Hi, FB Fam…. we need to talk.
Without getting too technical… we need some space…
But here’s the technical of it, because I know you just said “Why???”
I’ve been journaling since I was about 10 years old. Writing poems. Putting down my personal thoughts. Writing out the going ons of my life since then has always been a freeing experience. Literally. It frees up space in my head for new thoughts to form or for old torturous thoughts to be expelled. It got harder to journal growing older because having all the thoughts in one place, in one notebook… and god forbid I left it somewhere when something amazing would happen. I might forget to write it down at all. LOL
Along came blogging.
I logged my first blog in 2000 via Blogger.com (i’ve since moved to WordPress) which was all the rage back then. And the freedom to blog from any computer at anytime… even from my phone… was intoxicating! I sometimes would blog 3 and 4 times a day. Just to put my thoughts down. I became a “Blogger”. Telling the universe my thoughts and recounting the wild tales of my then youth. I had followers for my blog of similar places in their lives and we exchanged commentary on our crazy stories. Then something crazy happened. I started to grow up. I got engaged. I got married. I lost my parents. I started planning a family. And through all of that, the expectations of what I “should” write, changed.
I found myself censoring and rewriting and blog editing and finding the process of blogging LESS cathartic than it had always been. I was editing out because of who was looking. So I started blogging less. And folks started following less and that was fine too because I wasn’t saying anything amazing or profound or even interesting.
Then came Facebook and it’s “Notes” functionality which I used primarily to post my crazy FB questionnaires “21 Truths” “Fill in the Answer” type quizzes and what not. And I discovered a functionality to pull my blog into the Notes section through RSS. (technical) But basically when I post to my regular blog at thoughtsdaughter, a mirror of it will appear in my Facebook Notes. I thought, this might be a way to start blogging again and more regularly. Killing 2 birds with one stone – writing in my life journal and keeping my friends updated on FB.

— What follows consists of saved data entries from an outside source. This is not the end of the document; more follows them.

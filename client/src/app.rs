//! Root application component with routing and the SSR shell.

use leptos::prelude::*;
use leptos_meta::{MetaTags, Stylesheet, Title, provide_meta_context};
use leptos_router::{
    StaticSegment,
    components::{Route, Router, Routes},
};

use crate::pages::devices::DevicesPage;

/// HTML shell rendered on the server for SSR + hydration.
pub fn shell(options: LeptosOptions) -> impl IntoView {
    view! {
        <!DOCTYPE html>
        <html lang="en">
            <head>
                <meta charset="utf-8"/>
                <meta name="viewport" content="width=device-width, initial-scale=1"/>
                <AutoReload options=options.clone()/>
                <HydrationScripts options/>
                <MetaTags/>
            </head>
            <body>
                <App/>
            </body>
        </html>
    }
}

/// Root application component.
#[component]
pub fn App() -> impl IntoView {
    provide_meta_context();

    view! {
        <Stylesheet id="leptos" href="/pkg/device-inventory.css"/>
        <Title text="Inventory Management"/>

        <Router>
            <Routes fallback=|| "Page not found.".into_view()>
                <Route path=StaticSegment("") view=DevicesPage/>
            </Routes>
        </Router>
    }
}
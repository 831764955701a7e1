//! REST helpers for the `/api/devices` endpoints.
//!
//! Client-side (hydrate): real HTTP calls via `gloo-net`.
//! Server-side (SSR): stubs returning an error since these calls are only
//! meaningful in the browser.
//!
//! ERROR HANDLING
//! ==============
//! Every helper returns `Result<_, String>` with a message suitable for the
//! page's error banner, so a failed request never panics hydration.

#![allow(clippy::unused_async)]

#[cfg(test)]
#[path = "api_test.rs"]
mod api_test;

use super::types::{Device, DeviceCreate};
#[cfg(feature = "hydrate")]
use super::types::{DeviceUpdate, ErrorBody};

#[cfg(any(test, feature = "hydrate"))]
const DEVICES_ENDPOINT: &str = "/api/devices";

#[cfg(any(test, feature = "hydrate"))]
fn device_endpoint(id: &str) -> String {
    format!("{DEVICES_ENDPOINT}/{id}")
}

#[cfg(any(test, feature = "hydrate"))]
fn request_failed_message(action: &str, status: u16, detail: Option<&str>) -> String {
    match detail {
        Some(detail) if !detail.is_empty() => format!("{action} failed: {status} ({detail})"),
        _ => format!("{action} failed: {status}"),
    }
}

#[cfg(feature = "hydrate")]
async fn failure(action: &str, resp: gloo_net::http::Response) -> String {
    let detail = resp.json::<ErrorBody>().await.ok().map(|body| body.detail);
    request_failed_message(action, resp.status(), detail.as_deref())
}

/// Fetch all devices via `GET /api/devices`.
///
/// # Errors
///
/// Returns an error string if the request fails or the server responds with a non-OK status.
pub async fn list_devices() -> Result<Vec<Device>, String> {
    #[cfg(feature = "hydrate")]
    {
        let resp = gloo_net::http::Request::get(DEVICES_ENDPOINT)
            .send()
            .await
            .map_err(|e| e.to_string())?;
        if !resp.ok() {
            return Err(failure("load devices", resp).await);
        }
        resp.json::<Vec<Device>>().await.map_err(|e| e.to_string())
    }
    #[cfg(not(feature = "hydrate"))]
    {
        Err("not available on server".to_owned())
    }
}

/// Create a device via `POST /api/devices`.
///
/// # Errors
///
/// Returns an error string if the request fails or the server rejects the payload.
pub async fn create_device(payload: &DeviceCreate) -> Result<Device, String> {
    #[cfg(feature = "hydrate")]
    {
        let resp = gloo_net::http::Request::post(DEVICES_ENDPOINT)
            .json(payload)
            .map_err(|e| e.to_string())?
            .send()
            .await
            .map_err(|e| e.to_string())?;
        if !resp.ok() {
            return Err(failure("create device", resp).await);
        }
        resp.json::<Device>().await.map_err(|e| e.to_string())
    }
    #[cfg(not(feature = "hydrate"))]
    {
        let _ = payload;
        Err("not available on server".to_owned())
    }
}

/// Update a device via `PUT /api/devices/{id}`.
///
/// Both fields are always sent, so a `None` assignee clears the assignment.
///
/// # Errors
///
/// Returns an error string if the request fails, the device is gone, or the
/// server rejects the payload.
pub async fn update_device(id: &str, payload: &DeviceCreate) -> Result<Device, String> {
    #[cfg(feature = "hydrate")]
    {
        let body = DeviceUpdate::from(payload.clone());
        let resp = gloo_net::http::Request::put(&device_endpoint(id))
            .json(&body)
            .map_err(|e| e.to_string())?
            .send()
            .await
            .map_err(|e| e.to_string())?;
        if !resp.ok() {
            return Err(failure("update device", resp).await);
        }
        resp.json::<Device>().await.map_err(|e| e.to_string())
    }
    #[cfg(not(feature = "hydrate"))]
    {
        let _ = (id, payload);
        Err("not available on server".to_owned())
    }
}

/// Delete a device via `DELETE /api/devices/{id}`.
///
/// # Errors
///
/// Returns an error string if the request fails or the device is gone.
pub async fn delete_device(id: &str) -> Result<(), String> {
    #[cfg(feature = "hydrate")]
    {
        let resp = gloo_net::http::Request::delete(&device_endpoint(id))
            .send()
            .await
            .map_err(|e| e.to_string())?;
        if !resp.ok() {
            return Err(failure("delete device", resp).await);
        }
        Ok(())
    }
    #[cfg(not(feature = "hydrate"))]
    {
        let _ = id;
        Err("not available on server".to_owned())
    }
}
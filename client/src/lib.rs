//! # client
//!
//! Leptos frontend for the device inventory.
//!
//! This crate contains the device form and list components, the page that
//! owns the inventory, headless state for both, and REST helpers. The server
//! crate renders it with the `ssr` feature; the browser bundle hydrates it
//! with the `hydrate` feature.

pub mod app;
pub mod components;
pub mod net;
pub mod pages;
pub mod state;

/// WASM entry point: hydrate the server-rendered markup.
#[cfg(feature = "hydrate")]
#[wasm_bindgen::prelude::wasm_bindgen]
pub fn hydrate() {
    console_error_panic_hook::set_once();
    let _ = console_log::init_with_level(log::Level::Info);
    leptos::mount::hydrate_body(app::App);
}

Although it’s had a great effect of reaching people I’d not spoken to in ages and brought them up to speed in life and garnered an amazing amount of support from people during my rough spots and trial times, there were the subtle murmurs from folks who felt I was “living too publicly” or wishing I’d choose my subjects “more carefully” or generally censor myself. MORE.
The fact of the matter is, despite what any preconceived notions of me are that are or might be floating around – I’m human. I’m my very own kind of human. I have really bad days where I don’t WANT to be positive. I have arguments with my husband and there are days I wish I was single. I have long stretches of time where I feel getting married was the very best thing I could have done in my life and the man I chose was exactly right. I have days where I feel that none of my dreams can come true and days where I’m invincible. I curse profoundly. I watch risque programming and find things very interesting (funny, mostly) and like to comment on it. I’m very much a Lady in the street and will be an excellent role model for my children one day. But sometimes I write about things that might color that Lady in a very Pleasantville kind of way. And that’s okay. I have to allow myself to be myself and be okay with who I am. And NOT censor. Or over edit. Or tailor the story of my life to the likings of others. I am no saint. And my marriage / relationship with Earl is no bastion of black love outside of the fact that we’ll always fight to stay together – not because we never have a hiccup or a problem and live in some flawless bubble.
I won’t take the RSS feed off of FB. That’s too harsh. However, I have created a category called TooHotforFB (*chuckle*) that will NOT be posted on the RSS. You’ll only be able to read it from my web page. But I think it’s a good compromise. A compromise for me to remain in touch with you. And better yet… to remain in touch with myself.
So, we’re not breaking up FB… We’re just giving each other the space we need to make sure we can stay together You have the option of reading me uncensored at my blog… or stay and read here, as I’m not in the business of disillusionment. Sometimes, ignorance is bliss – who am I to shake that up?